• [About this exercise] Reproduce the listing verbatim through the line with "not an object".

• [Data provided]

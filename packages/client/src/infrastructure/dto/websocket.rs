//! WebSocket frame DTOs for the chat protocol.
//!
//! Frames are JSON text. Inbound frames are loosely shaped (the server adds
//! fields the client ignores); outbound frames have two fixed shapes.

use serde::{Deserialize, Serialize};
use serde_json::Value;
use thiserror::Error;

/// Tag value marking an inbound typing signal
pub const TYPING_TAG: &str = "typing";

/// Errors raised while decoding an inbound frame
#[derive(Debug, Error)]
pub enum FrameError {
    /// Payload is not JSON
    #[error("frame is not valid JSON: {0}")]
    Malformed(#[from] serde_json::Error),

    /// Payload is JSON but not an object
    #[error("frame is not a JSON object")]
    NotAnObject,
}

/// Inbound frame as received from the server.
///
/// Only the fields used for classification are kept; both are optional and
/// untyped because the server does not guarantee their shape.
#[derive(Debug, Clone, Default, PartialEq, Deserialize)]
pub struct InboundFrameDto {
    #[serde(default)]
    pub r#type: Option<Value>,
    #[serde(default)]
    pub message: Option<Value>,
}

impl InboundFrameDto {
    /// Decode a text frame. Anything other than a JSON object is rejected.
    pub fn parse(text: &str) -> Result<Self, FrameError> {
        let value: Value = serde_json::from_str(text)?;
        if !value.is_object() {
            return Err(FrameError::NotAnObject);
        }
        Ok(Self::deserialize(value)?)
    }

    /// Whether the `type` field carries the typing tag
    pub fn is_typing_signal(&self) -> bool {
        self.r#type.as_ref().and_then(Value::as_str) == Some(TYPING_TAG)
    }

    /// Text of the `message` field, if the field is truthy.
    ///
    /// `null`, `false`, `0` and `""` count as absent. Any other value is
    /// rendered as text: numbers and booleans as written, arrays joined with
    /// `,`, objects as `[object Object]`.
    pub fn message_text(&self) -> Option<String> {
        self.message
            .as_ref()
            .filter(|value| is_truthy(value))
            .map(value_text)
    }
}

fn is_truthy(value: &Value) -> bool {
    match value {
        Value::Null => false,
        Value::Bool(flag) => *flag,
        Value::Number(number) => number.as_f64().is_some_and(|n| n != 0.0),
        Value::String(text) => !text.is_empty(),
        Value::Array(_) | Value::Object(_) => true,
    }
}

fn value_text(value: &Value) -> String {
    match value {
        Value::Null => String::new(),
        Value::Bool(flag) => flag.to_string(),
        Value::Number(number) => number_text(number),
        Value::String(text) => text.clone(),
        Value::Array(items) => items
            .iter()
            .map(value_text)
            .collect::<Vec<_>>()
            .join(","),
        Value::Object(_) => "[object Object]".to_string(),
    }
}

fn number_text(number: &serde_json::Number) -> String {
    if number.is_i64() || number.is_u64() {
        return number.to_string();
    }
    match number.as_f64() {
        // 1.0 is written as 1
        Some(n) if n.fract() == 0.0 && n.abs() < 1e21 => format!("{n:.0}"),
        Some(n) => n.to_string(),
        None => number.to_string(),
    }
}

/// Chat message sent to the peer
#[derive(Debug, Clone, PartialEq, Eq, Serialize, Deserialize)]
pub struct ChatMessageFrame {
    pub message: String,
    pub recipient_id: i64,
    pub room_id: i64,
}

/// Typing notice sent to the peer
#[derive(Debug, Clone, PartialEq, Eq, Serialize, Deserialize)]
pub struct TypingNoticeFrame {
    pub typing: bool,
    #[serde(rename = "userID")]
    pub user_id: i64,
    pub recipient_id: i64,
}

/// Any frame the client writes
#[derive(Debug, Clone, PartialEq, Eq, Serialize)]
#[serde(untagged)]
pub enum OutboundFrame {
    ChatMessage(ChatMessageFrame),
    TypingNotice(TypingNoticeFrame),
}

impl OutboundFrame {
    /// Encode as a JSON text frame
    pub fn to_json(&self) -> Result<String, serde_json::Error> {
        serde_json::to_string(self)
    }
}

#[cfg(test)]
mod tests {
    use super::*;

    #[test]
    fn test_parse_typing_signal() {
        // テスト項目: {"type":"typing"} は入力中シグナルとして解釈される
        // when (操作):
        let frame = InboundFrameDto::parse(r#"{"type":"typing"}"#).unwrap();

        // then (期待する結果):
        assert!(frame.is_typing_signal());
        assert_eq!(frame.message_text(), None);
    }

    #[test]
    fn test_parse_message_with_extra_fields() {
        // テスト項目: 未知のフィールドを含むメッセージも解釈できる
        // when (操作):
        let frame =
            InboundFrameDto::parse(r#"{"message":"hi","sender":7,"room_id":2}"#).unwrap();

        // then (期待する結果):
        assert!(!frame.is_typing_signal());
        assert_eq!(frame.message_text().as_deref(), Some("hi"));
    }

    #[test]
    fn test_parse_non_string_message_is_rendered_as_text() {
        // テスト項目: 文字列以外の message も真値ならテキストとして扱われる
        // given (前提条件):
        let cases = [
            (r#"{"type":1,"message":42}"#, "42"),
            (r#"{"message":true}"#, "true"),
            (r#"{"message":-1.5}"#, "-1.5"),
            (r#"{"message":2.0}"#, "2"),
            (r#"{"message":["a",1,null]}"#, "a,1,"),
            (r#"{"message":{"text":"hi"}}"#, "[object Object]"),
        ];

        for (text, expected) in cases {
            // when (操作):
            let frame = InboundFrameDto::parse(text).unwrap();

            // then (期待する結果):
            assert!(!frame.is_typing_signal());
            assert_eq!(frame.message_text().as_deref(), Some(expected), "{text}");
        }
    }

    #[test]
    fn test_parse_falsy_message_is_absent() {
        // テスト項目: null / false / 0 / 空文字の message は無視される
        for text in [
            r#"{"message":null}"#,
            r#"{"message":false}"#,
            r#"{"message":0}"#,
            r#"{"message":0.0}"#,
            r#"{"message":""}"#,
            "{}",
        ] {
            // when (操作):
            let frame = InboundFrameDto::parse(text).unwrap();

            // then (期待する結果):
            assert_eq!(frame.message_text(), None, "{text}");
        }
    }

    #[test]
    fn test_parse_rejects_invalid_json() {
        // テスト項目: JSON でないフレームはエラーになる
        // when (操作):
        let result = InboundFrameDto::parse("hello");

        // then (期待する結果):
        assert!(matches!(result, Err(FrameError::Malformed(_))));
    }

    #[test]
    fn test_parse_rejects_non_object() {
        // テスト項目: オブジェクトでない JSON はエラーになる
        // when (操作):
        let result = InboundFrameDto::parse(r#"["typing","hi"]"#);

        // then (期待する結果):
        assert!(matches!(result, Err(FrameError::NotAnObject)));
    }

    #[test]
    fn test_outbound_chat_message_shape() {
        // テスト項目: チャット送信フレームは message / recipient_id / room_id を持つ
        // given (前提条件):
        let frame = OutboundFrame::ChatMessage(ChatMessageFrame {
            message: "hello".to_string(),
            recipient_id: 5,
            room_id: 2,
        });

        // when (操作):
        let json = frame.to_json().unwrap();

        // then (期待する結果):
        assert_eq!(json, r#"{"message":"hello","recipient_id":5,"room_id":2}"#);
    }

    #[test]
    fn test_outbound_typing_notice_shape() {
        // テスト項目: 入力中通知フレームは typing / userID / recipient_id を持つ
        // given (前提条件):
        let frame = OutboundFrame::TypingNotice(TypingNoticeFrame {
            typing: false,
            user_id: 5,
            recipient_id: 5,
        });

        // when (操作):
        let json = frame.to_json().unwrap();

        // then (期待する結果):
        assert_eq!(json, r#"{"typing":false,"userID":5,"recipient_id":5}"#);
    }
}
//! Terminal rendering of view changes.

use crate::usecase::{ChatView, ConnectionState};

/// Indicator shown when the peer starts typing
pub const TYPING_INDICATOR: &str = "User is typing...";

/// Lines to print when the view moves from `previous` to `current`.
///
/// New log lines are stamped with `clock`. A log from a newer generation
/// (it was cleared on reconnect) is printed from the start, even when the
/// intermediate empty snapshot was never observed.
pub fn render_changes(previous: &ChatView, current: &ChatView, clock: &str) -> Vec<String> {
    let mut lines = Vec::new();

    if current.room_id != previous.room_id
        && let Some(room_id) = current.room_id
    {
        lines.push(format!("Chat Room: {room_id}"));
    }

    if current.connection != previous.connection {
        match current.connection {
            Some(ConnectionState::Connecting) => lines.push("[connecting...]".to_string()),
            Some(ConnectionState::Open) => lines.push("[connected]".to_string()),
            Some(ConnectionState::Closed) => lines.push("[connection closed]".to_string()),
            None => lines.push("[disconnected]".to_string()),
        }
    }

    let shown = if current.log_generation == previous.log_generation
        && current.messages.starts_with(&previous.messages)
    {
        previous.messages.len()
    } else {
        0
    };
    for message in &current.messages[shown..] {
        lines.push(format!("[{clock}] {message}"));
    }

    if current.typing && !previous.typing {
        lines.push(TYPING_INDICATOR.to_string());
    }

    lines
}

#[cfg(test)]
mod tests {
    use super::*;
    use crate::domain::RoomId;

    fn view(messages: &[&str], typing: bool) -> ChatView {
        ChatView {
            room_id: Some(RoomId::new(2)),
            messages: messages.iter().map(|m| m.to_string()).collect(),
            typing,
            connection: Some(ConnectionState::Open),
            draft: String::new(),
            log_generation: 0,
        }
    }

    #[test]
    fn test_render_header_and_connection() {
        // テスト項目: ルームが決まるとヘッダーと接続状態が表示される
        // given (前提条件):
        let previous = ChatView::default();
        let current = ChatView {
            connection: Some(ConnectionState::Connecting),
            ..view(&[], false)
        };

        // when (操作):
        let lines = render_changes(&previous, &current, "12:00:00");

        // then (期待する結果):
        assert_eq!(lines, ["Chat Room: 2", "[connecting...]"]);
    }

    #[test]
    fn test_render_only_new_messages() {
        // テスト項目: 新しく追加されたメッセージだけが時刻付きで表示される
        // given (前提条件):
        let previous = view(&["User_5: hi"], false);
        let current = view(&["User_5: hi", "User_5: there"], false);

        // when (操作):
        let lines = render_changes(&previous, &current, "12:00:01");

        // then (期待する結果):
        assert_eq!(lines, ["[12:00:01] User_5: there"]);
    }

    #[test]
    fn test_render_cleared_log_from_start() {
        // テスト項目: ログが消去された後のメッセージは最初から表示される
        // given (前提条件):
        let previous = view(&["User_5: old"], false);
        let current = view(&["User_5: new"], false);

        // when (操作):
        let lines = render_changes(&previous, &current, "12:00:02");

        // then (期待する結果):
        assert_eq!(lines, ["[12:00:02] User_5: new"]);
    }

    #[test]
    fn test_render_new_generation_with_same_lines() {
        // テスト項目: 再接続後のログが以前と同じ内容でも最初から表示される
        // given (前提条件): 消去直後の空のスナップショットは観測されていない
        let previous = view(&["User_5: hi"], false);
        let current = ChatView {
            log_generation: 1,
            ..view(&["User_5: hi"], false)
        };

        // when (操作):
        let lines = render_changes(&previous, &current, "12:00:03");

        // then (期待する結果):
        assert_eq!(lines, ["[12:00:03] User_5: hi"]);
    }

    #[test]
    fn test_render_typing_indicator_once() {
        // テスト項目: 入力中表示はフラグが立ったときに一度だけ出る
        // given (前提条件):
        let idle = view(&[], false);
        let typing = view(&[], true);

        // then (期待する結果):
        assert_eq!(render_changes(&idle, &typing, "-"), [TYPING_INDICATOR]);
        assert!(render_changes(&typing, &typing, "-").is_empty());
    }
}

• [Response box]
filename packages/client/src/infrastructure/dto/websocket.rs
//! WebSocket frame DTOs for the chat protocol.
//!
//! Frames are JSON text. Inbound frames are loosely shaped (the server adds
//! fields the client ignores); outbound frames have two fixed shapes.

use serde::{Deserialize, Serialize};
use serde_json::Value;
use thiserror::Error;

/// Tag value marking an inbound typing signal
pub const TYPING_TAG: &str = "typing";

/// Errors raised while decoding an inbound frame
#[derive(Debug, Error)]
pub enum FrameError {
    /// Payload is not JSON
    #[error("frame is not valid JSON: {0}")]
    Malformed(#[from] serde_json::Error),

    /// Payload is JSON but not an object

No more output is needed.